In this blog, we’ll explore how GA4 helps identify problem areas on your website—and how you can use that data to make improvements.
1. Check Engagement Metrics That Actually Matter
GA4 has moved beyond just “bounce rate.” Now you can monitor:
Engaged Sessions
A session lasting longer than 10 seconds, with a conversion or multiple pageviews.Engagement Rate
The percentage of engaged sessions vs total sessions.Average Engagement Time
How long users stay active on your site or page.
If you notice a low engagement rate or short average engagement time on key pages, it may mean your content isn’t connecting—or your site experience is confusing.
2. Use Path Exploration to Spot Drop-Offs
The Path Exploration report in GA4 lets you visualize how users navigate your website.
You can:
Track the flow from landing pages to exit points
See where users commonly drop off
Identify friction in your conversion journey
If many users exit after visiting your product or checkout pages, something on those pages may be causing friction—like slow load time, unclear messaging, or broken elements.
3. Analyze Conversion Funnels (Open & Closed)
GA4 allows you to build custom funnels to understand where users are abandoning important flows like:
Checkout
Newsletter signup
Quote request
With closed funnels, you can track if users are following the exact steps in sequence.
With open funnels, you get a more flexible look at drop-off points.
These reports clearly highlight which stage in your funnel is underperforming.
4. Monitor Event Data & Missing Interactions
In GA4, everything is an event—pageviews, clicks, form submissions, video plays, scrolls, etc.
With enhanced measurement or custom events, you can track:
Button clicks
Form starts/submits
Scroll depth
Link clicks (internal or outbound)
If important events (like form submits or add-to-carts) are barely firing, it’s a signal your UX might be broken—or visitors aren't finding what they need.
5. Compare Device and Platform Performance
GA4 gives you a breakdown of performance by:
Device (mobile, desktop, tablet)
Platform (browser, OS)
If your mobile users have low engagement or conversions, you may have a mobile usability issue—like a non-responsive design or hard-to-tap CTAs.
6. Segment by Traffic Source
With Traffic Acquisition reports, you can evaluate performance by source/medium—like Google Ads, Organic Search, Direct, or Social.
If one traffic source brings a lot of users but has low engagement or zero conversions, you might be attracting the wrong audience—or your landing page isn’t aligned with the ad or keyword.
7. Use Site Search Insights
If you have a search bar on your site, GA4’s site search tracking shows:
What users are searching for
Which queries lead to conversions (or don’t)
Where users get stuck
High search volume for basic content (like “pricing” or “contact”) may signal poor navigation or unclear menus.
Final Thoughts
Your website data is telling you a story.
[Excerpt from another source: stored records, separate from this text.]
//! CRC-32 (IEEE 802.3, reflected polynomial `0xEDB88320`).
//!
//! This is the same checksum zlib, PNG and Ethernet use, so a harness can
//! reproduce a `screencrc` value with any standard library.  The lookup
//! table is built at compile time.

const POLYNOMIAL: u32 = 0xEDB8_8320;

static TABLE: [u32; 256] = build_table();

const fn build_table() -> [u32; 256] {
    let mut table = [0u32; 256];
    let mut i = 0;
    while i < 256 {
        let mut crc = i as u32;
        let mut bit = 0;
        while bit < 8 {
            crc = if crc & 1 != 0 {
                (crc >> 1) ^ POLYNOMIAL
            } else {
                crc >> 1
            };
            bit += 1;
        }
        table[i] = crc;
        i += 1;
    }
    table
}

/// Incremental CRC-32 state.
///
/// # Examples
///
/// ```rust
/// use emuctl_core::Crc32;
///
/// let mut crc = Crc32::new();
/// crc.update(b"1234");
/// crc.update(b"56789");
/// assert_eq!(crc.finalize(), 0xCBF4_3926);
/// ```
#[derive(Debug, Clone, Copy)]
pub struct Crc32 {
    state: u32,
}

impl Crc32 {
    pub fn new() -> Self {
        Self { state: !0 }
    }

    pub fn update(&mut self, bytes: &[u8]) {
        let mut crc = self.state;
        for &byte in bytes {
            crc = TABLE[((crc ^ u32::from(byte)) & 0xFF) as usize] ^ (crc >> 8);
        }
        self.state = crc;
    }

    pub fn finalize(self) -> u32 {
        !self.state
    }
}

impl Default for Crc32 {
    fn default() -> Self {
        Self::new()
    }
}

/// One-shot CRC-32 of `bytes`.
pub fn crc32(bytes: &[u8]) -> u32 {
    let mut crc = Crc32::new();
    crc.update(bytes);
    crc.finalize()
}

#[cfg(test)]
mod tests {
    use super::*;

    #[test]
    fn test_crc32_standard_check_value() {
        assert_eq!(crc32(b"123456789"), 0xCBF4_3926);
    }

    #[test]
    fn test_crc32_of_empty_input_is_zero() {
        assert_eq!(crc32(&[]), 0);
    }

    #[test]
    fn test_crc32_known_vector() {
        assert_eq!(
            crc32(b"The quick brown fox jumps over the lazy dog"),
            0x414F_A339
        );
    }

    #[test]
    fn test_incremental_update_matches_one_shot() {
        // Arrange
        let data: Vec<u8> = (0..=255u8).cycle().take(1000).collect();
        let mut crc = Crc32::new();

        // Act
        for chunk in data.chunks(7) {
            crc.update(chunk);
        }

        // Assert
        assert_eq!(crc.finalize(), crc32(&data));
    }
}
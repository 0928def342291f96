//! Domain entities for the emuctl control socket.
//!
//! This module contains pure logic with no socket, runtime or emulator
//! dependencies.
//!
//! # What lives here? (for beginners)
//!
//! - [`device`] names the kinds of emulated drives, their slot counts and
//!   the status a host reports for each slot.
//! - [`snapshot`] remembers the last reported status so that only *changes*
//!   turn into push events.
//! - [`framebuffer`] describes the pixel buffer of a monitor and the visible
//!   rectangle inside it.
//! - [`checksum`] computes the CRC-32 that `screencrc` reports.

pub mod checksum;
pub mod device;
pub mod framebuffer;
pub mod snapshot;
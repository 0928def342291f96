//! Application layer use cases for the control socket.
//!
//! # What is the "application" layer? (for beginners)
//!
//! In Clean Architecture the *application* layer sits between the domain
//! (pure rules in `emuctl_core`) and the infrastructure (sockets, files,
//! the emulator itself).
//!
//! Use cases in this layer:
//!
//! - **Orchestrate** domain objects to fulfil a client request.
//! - **Depend on abstractions** (the [`host::HostControl`] trait) rather
//!   than a concrete emulator, so tests can substitute a mock.
//! - **Contain no socket I/O**.  They return what should be written and to
//!   whom; the socket server does the writing.
//!
//! # Sub-modules
//!
//! - **`host`**     – The trait through which commands reach the emulator.
//! - **`dispatch`** – Parses one command line and turns it into reply
//!   frames, broadcast events and a session decision.
//! - **`poller`**   – Periodically diffs device state and emits change
//!   events while at least one client is connected.

pub mod dispatch;
pub mod host;
pub mod poller;
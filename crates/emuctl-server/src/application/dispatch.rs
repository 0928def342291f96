//! DispatchCommandUseCase: turns one command line into its effects.
//!
//! The dispatcher never touches a socket.  For each line it returns a
//! [`Dispatch`] that tells the caller:
//!
//! - which frames to write back to the client that sent the line,
//! - which push events to broadcast to every connected client, and
//! - whether the session continues or ends.
//!
//! # Command table
//!
//! ```text
//! status                        !led/!media lines, !paused, OK
//! pause                         OK paused|unpaused   + broadcast !paused N
//! hardreset                     OK hard reset
//! exit                          OK exiting           + power off, session ends
//! version                       OK <name> <version>
//! cdload <id> <path...>         OK cdrom <id> loaded
//! {fdd,mo,rdisk,cart}load <id> <path...> <wp>
//!                               OK <class> <id> loaded
//! {cd,fdd,mo,rdisk,cart}eject <id>
//!                               OK <class> <id> ejected
//! screenshot [mon]              OK <w> <h> <bytes>   + raw BGRA block
//! screencrc [mon [x y w h]]     OK <CRC32> <w> <h>
//! mousecapture / mouserelease   OK mouse captured|released
//! help                          usage text, OK
//! ```
//!
//! Any failure is answered with a single `ERR <reason>` line and has no
//! effect on the host.

use std::sync::Arc;

use emuctl_core::{
    status_report, Command, DeviceLayout, Frame, Framebuffer, MediaClass, PushEvent, Region,
    Reply, VisibleArea, HELP_TEXT,
};
use thiserror::Error;
use tracing::{debug, info};

use crate::application::host::HostControl;

/// Longest accepted image path, in bytes, exclusive.
pub const DEFAULT_MAX_PATH_LEN: usize = 4096;

/// Number of monitors `screenshot` / `screencrc` may address.
pub const DEFAULT_MONITORS: usize = 2;

/// Reasons a command is answered with `ERR`.
///
/// The `Display` text is exactly what follows `ERR ` on the wire.
#[derive(Debug, Error, Clone, PartialEq, Eq)]
pub enum CommandError {
    #[error("missing arguments")]
    MissingArguments,

    #[error("invalid drive id")]
    InvalidDriveId,

    /// A load command had a bad slot or write-protect value, or a
    /// `screencrc` region coordinate was not a number.
    #[error("invalid arguments")]
    InvalidArguments,

    #[error("path too long")]
    PathTooLong,

    #[error("invalid monitor index")]
    InvalidMonitor,

    #[error("monitor not active")]
    MonitorNotActive,

    #[error("no framebuffer available")]
    NoFramebuffer,

    #[error("region out of bounds")]
    RegionOutOfBounds,

    #[error("unknown command: {0}")]
    UnknownCommand(String),
}

/// Static limits the dispatcher validates arguments against.
#[derive(Debug, Clone, PartialEq, Eq)]
pub struct DispatchConfig {
    pub devices: DeviceLayout,
    pub monitors: usize,
    pub max_path_len: usize,
}

impl Default for DispatchConfig {
    fn default() -> Self {
        Self {
            devices: DeviceLayout::default(),
            monitors: DEFAULT_MONITORS,
            max_path_len: DEFAULT_MAX_PATH_LEN,
        }
    }
}

/// Whether the issuing client stays connected after a command.
#[derive(Debug, Clone, Copy, PartialEq, Eq, Default)]
pub enum Session {
    #[default]
    Continue,
    End,
}

/// Everything a single command line produced.
#[derive(Debug, Default, PartialEq, Eq)]
pub struct Dispatch {
    /// Frames for the issuing client, in order.
    pub frames: Vec<Frame>,
    /// Events for every connected client, sent after `frames`.
    pub broadcasts: Vec<PushEvent>,
    pub session: Session,
}

impl Dispatch {
    fn reply(reply: Reply) -> Self {
        Self {
            frames: vec![reply.into()],
            ..Self::default()
        }
    }

    /// `true` for blank input lines, which get no answer at all.
    pub fn is_empty(&self) -> bool {
        self.frames.is_empty() && self.broadcasts.is_empty() && self.session == Session::Continue
    }

    /// The text frames concatenated; binary frames are skipped.
    #[cfg(test)]
    pub(crate) fn text(&self) -> String {
        self.frames
            .iter()
            .filter_map(|frame| match frame {
                Frame::Text(text) => Some(text.as_str()),
                Frame::Binary(_) => None,
            })
            .collect()
    }
}

// ── Dispatcher ────────────────────────────────────────────────────────────────

/// Executes control commands against a [`HostControl`].
pub struct Dispatcher {
    host: Arc<dyn HostControl>,
    config: DispatchConfig,
}

impl Dispatcher {
    pub fn new(host: Arc<dyn HostControl>, config: DispatchConfig) -> Self {
        Self { host, config }
    }

    pub fn config(&self) -> &DispatchConfig {
        &self.config
    }

    /// Handles one complete line (terminator already stripped).
    pub fn handle(&self, line: &str) -> Dispatch {
        let Some(command) = Command::parse(line) else {
            return Dispatch::default();
        };
        debug!(verb = command.verb(), args = command.args().len(), "dispatching command");

        match self.execute(&command) {
            Ok(dispatch) => dispatch,
            Err(e) => {
                debug!(verb = command.verb(), "command rejected: {e}");
                Dispatch::reply(Reply::err(e.to_string()))
            }
        }
    }

    fn execute(&self, command: &Command) -> Result<Dispatch, CommandError> {
        match command.name().as_str() {
            "status" => Ok(self.status()),
            "pause" => Ok(self.toggle_pause()),
            "hardreset" => {
                info!("hard reset requested");
                self.host.hard_reset();
                Ok(Dispatch::reply(Reply::ok_with("hard reset")))
            }
            "exit" => Ok(self.exit()),
            "version" => Ok(Dispatch::reply(Reply::ok_with(format!(
                "{} {}",
                self.host.name(),
                self.host.version()
            )))),
            "cdload" => self.load_cdrom(command),
            "fddload" => self.load_media(MediaClass::Floppy, command),
            "moload" => self.load_media(MediaClass::MagnetoOptical, command),
            "rdiskload" => self.load_media(MediaClass::RemovableDisk, command),
            "cartload" => self.load_media(MediaClass::Cartridge, command),
            "cdeject" => self.eject(MediaClass::Cdrom, command),
            "fddeject" => self.eject(MediaClass::Floppy, command),
            "moeject" => self.eject(MediaClass::MagnetoOptical, command),
            "rdiskeject" => self.eject(MediaClass::RemovableDisk, command),
            "carteject" => self.eject(MediaClass::Cartridge, command),
            "screenshot" => self.screenshot(command),
            "screencrc" => self.screen_crc(command),
            "mousecapture" => {
                self.host.set_mouse_capture(true);
                Ok(Dispatch::reply(Reply::ok_with("mouse captured")))
            }
            "mouserelease" => {
                self.host.set_mouse_capture(false);
                Ok(Dispatch::reply(Reply::ok_with("mouse released")))
            }
            "help" => Ok(Dispatch {
                frames: vec![
                    Frame::Text(HELP_TEXT.to_string()),
                    Reply::ok().into(),
                ],
                ..Dispatch::default()
            }),
            _ => Err(CommandError::UnknownCommand(command.verb().to_string())),
        }
    }

    // ── Machine state ─────────────────────────────────────────────────────────

    fn status(&self) -> Dispatch {
        let report = status_report(&self.config.devices, &*self.host, self.host.is_paused());
        let mut text: String = report.iter().map(PushEvent::to_line).collect();
        text.push_str(&Reply::ok().to_line());
        Dispatch {
            frames: vec![Frame::Text(text)],
            ..Dispatch::default()
        }
    }

    fn toggle_pause(&self) -> Dispatch {
        self.host.set_paused(!self.host.is_paused());
        // Report what the host actually settled on.
        let paused = self.host.is_paused();
        info!(paused, "pause toggled");

        let message = if paused { "paused" } else { "unpaused" };
        Dispatch {
            frames: vec![Reply::ok_with(message).into()],
            broadcasts: vec![PushEvent::Paused(paused)],
            session: Session::Continue,
        }
    }

    fn exit(&self) -> Dispatch {
        info!("power-off requested over control socket");
        let mut dispatch = Dispatch::reply(Reply::ok_with("exiting"));
        self.host.power_off();
        dispatch.session = Session::End;
        dispatch
    }

    // ── Media ─────────────────────────────────────────────────────────────────

    /// `cdload <id> <path...>`: every argument after the id is part of the
    /// path, so unquoted paths with spaces still work.
    fn load_cdrom(&self, command: &Command) -> Result<Dispatch, CommandError> {
        let args = command.args();
        if args.len() < 2 {
            return Err(CommandError::MissingArguments);
        }
        let slot = parse_index(&args[0])
            .filter(|slot| *slot < self.config.devices.media_slots(MediaClass::Cdrom))
            .ok_or(CommandError::InvalidDriveId)?;
        let path = args[1..].join(" ");
        self.check_path(&path)?;

        self.mount(MediaClass::Cdrom, slot, &path, false)
    }

    /// `<class>load <id> <path...> <wp>`: the last argument is the
    /// write-protect flag and everything between it and the id is the path.
    fn load_media(&self, class: MediaClass, command: &Command) -> Result<Dispatch, CommandError> {
        let args = command.args();
        if args.len() < 3 {
            return Err(CommandError::MissingArguments);
        }
        let slot = parse_index(&args[0])
            .filter(|slot| *slot < self.config.devices.media_slots(class))
            .ok_or(CommandError::InvalidArguments)?;
        let (write_protect, path_parts) = args[1..]
            .split_last()
            .ok_or(CommandError::MissingArguments)?;
        let path = path_parts.join(" ");
        self.check_path(&path)?;
        let write_protect = write_protect
            .parse::<i64>()
            .map(|flag| flag != 0)
            .map_err(|_| CommandError::InvalidArguments)?;

        self.mount(class, slot, &path, write_protect)
    }

    fn mount(
        &self,
        class: MediaClass,
        slot: usize,
        path: &str,
        write_protect: bool,
    ) -> Result<Dispatch, CommandError> {
        info!(%class, slot, path, write_protect, "mounting image");
        self.host.mount(class, slot, path, write_protect);
        Ok(Dispatch::reply(Reply::ok_with(format!(
            "{class} {slot} loaded"
        ))))
    }

    fn eject(&self, class: MediaClass, command: &Command) -> Result<Dispatch, CommandError> {
        let arg = command.arg(0).ok_or(CommandError::MissingArguments)?;
        let slot = parse_index(arg)
            .filter(|slot| *slot < self.config.devices.media_slots(class))
            .ok_or(CommandError::InvalidDriveId)?;

        info!(%class, slot, "ejecting medium");
        self.host.eject(class, slot);
        Ok(Dispatch::reply(Reply::ok_with(format!(
            "{class} {slot} ejected"
        ))))
    }

    fn check_path(&self, path: &str) -> Result<(), CommandError> {
        if path.len() >= self.config.max_path_len {
            return Err(CommandError::PathTooLong);
        }
        Ok(())
    }

    // ── Screen ────────────────────────────────────────────────────────────────

    fn screenshot(&self, command: &Command) -> Result<Dispatch, CommandError> {
        let monitor = self.resolve_monitor(command)?;
        let framebuffer = self.framebuffer(monitor)?;
        let area = self.visible_area(monitor, &framebuffer)?;

        let header = Reply::ok_with(format!(
            "{} {} {}",
            area.width(),
            area.height(),
            area.byte_len()
        ));
        debug!(monitor, bytes = area.byte_len(), "sending screenshot");
        Ok(Dispatch {
            frames: vec![header.into(), Frame::Binary(area.copy_bgra())],
            ..Dispatch::default()
        })
    }

    /// `screencrc [mon [x y w h]]`. A region is only used when all four
    /// coordinates are present.
    fn screen_crc(&self, command: &Command) -> Result<Dispatch, CommandError> {
        let monitor = self.resolve_monitor(command)?;
        let coords = match command.args().get(1..5) {
            Some(raw) => Some(parse_region_args(raw)?),
            None => None,
        };
        let framebuffer = self.framebuffer(monitor)?;
        let area = self.visible_area(monitor, &framebuffer)?;

        let region = match coords {
            Some([x, y, width, height]) => {
                Region::clamp(x, y, width, height, area.width(), area.height())
                    .ok_or(CommandError::RegionOutOfBounds)?
            }
            None => area.full_region(),
        };
        let crc = area.crc32_bgr(region);
        debug!(monitor, ?region, crc, "screen checksum");

        Ok(Dispatch::reply(Reply::ok_with(format!(
            "{crc:08X} {} {}",
            area.width(),
            area.height()
        ))))
    }

    /// Monitor argument defaults to 0; it must be in range and rendering.
    fn resolve_monitor(&self, command: &Command) -> Result<usize, CommandError> {
        let monitor = match command.arg(0) {
            Some(arg) => parse_index(arg),
            None => Some(0),
        }
        .filter(|monitor| *monitor < self.config.monitors)
        .ok_or(CommandError::InvalidMonitor)?;

        if !self.host.monitor_active(monitor) {
            return Err(CommandError::MonitorNotActive);
        }
        Ok(monitor)
    }

    fn framebuffer(&self, monitor: usize) -> Result<Framebuffer, CommandError> {
        self.host
            .framebuffer(monitor)
            .ok_or(CommandError::NoFramebuffer)
    }

    fn visible_area<'a>(
        &self,
        monitor: usize,
        framebuffer: &'a Framebuffer,
    ) -> Result<VisibleArea<'a>, CommandError> {
        let rect = self.host.blit_rect(monitor);
        VisibleArea::new(framebuffer, rect).ok_or(CommandError::NoFramebuffer)
    }
}

/// Parses a slot or monitor index: plain decimal digits only.
fn parse_index(arg: &str) -> Option<usize> {
    if arg.is_empty() || !arg.bytes().all(|b| b.is_ascii_digit()) {
        return None;
    }
    arg.parse().ok()
}

fn parse_region_args(raw: &[String]) -> Result<[i64; 4], CommandError> {
    let mut coords = [0i64; 4];
    for (slot, arg) in coords.iter_mut().zip(raw) {
        *slot = arg
            .parse()
            .map_err(|_| CommandError::InvalidArguments)?;
    }
    Ok(coords)
}
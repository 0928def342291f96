//! Infrastructure layer for the control socket.
//!
//! Contains OS-facing adapters: the Unix-domain socket server and its client
//! registry, TOML configuration storage, and the in-memory simulated host
//! used by the standalone binary and the integration tests.
//!
//! **Dependency rule**: this layer may depend on `application` and
//! `emuctl_core`, but MUST NOT be imported by the `application` layer.

pub mod host;
pub mod socket;
pub mod storage;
The power of Google Analytics 4 lies in how it reveals not just what’s happening, but what’s not working—so you can fix it before it hurts your conversions.
Whether it’s poor mobile performance, weak engagement on key pages, or users dropping off in your funnel—GA4 helps you find the leaks in your digital experience.
Start using GA4 insights today to turn problems into performance improvements.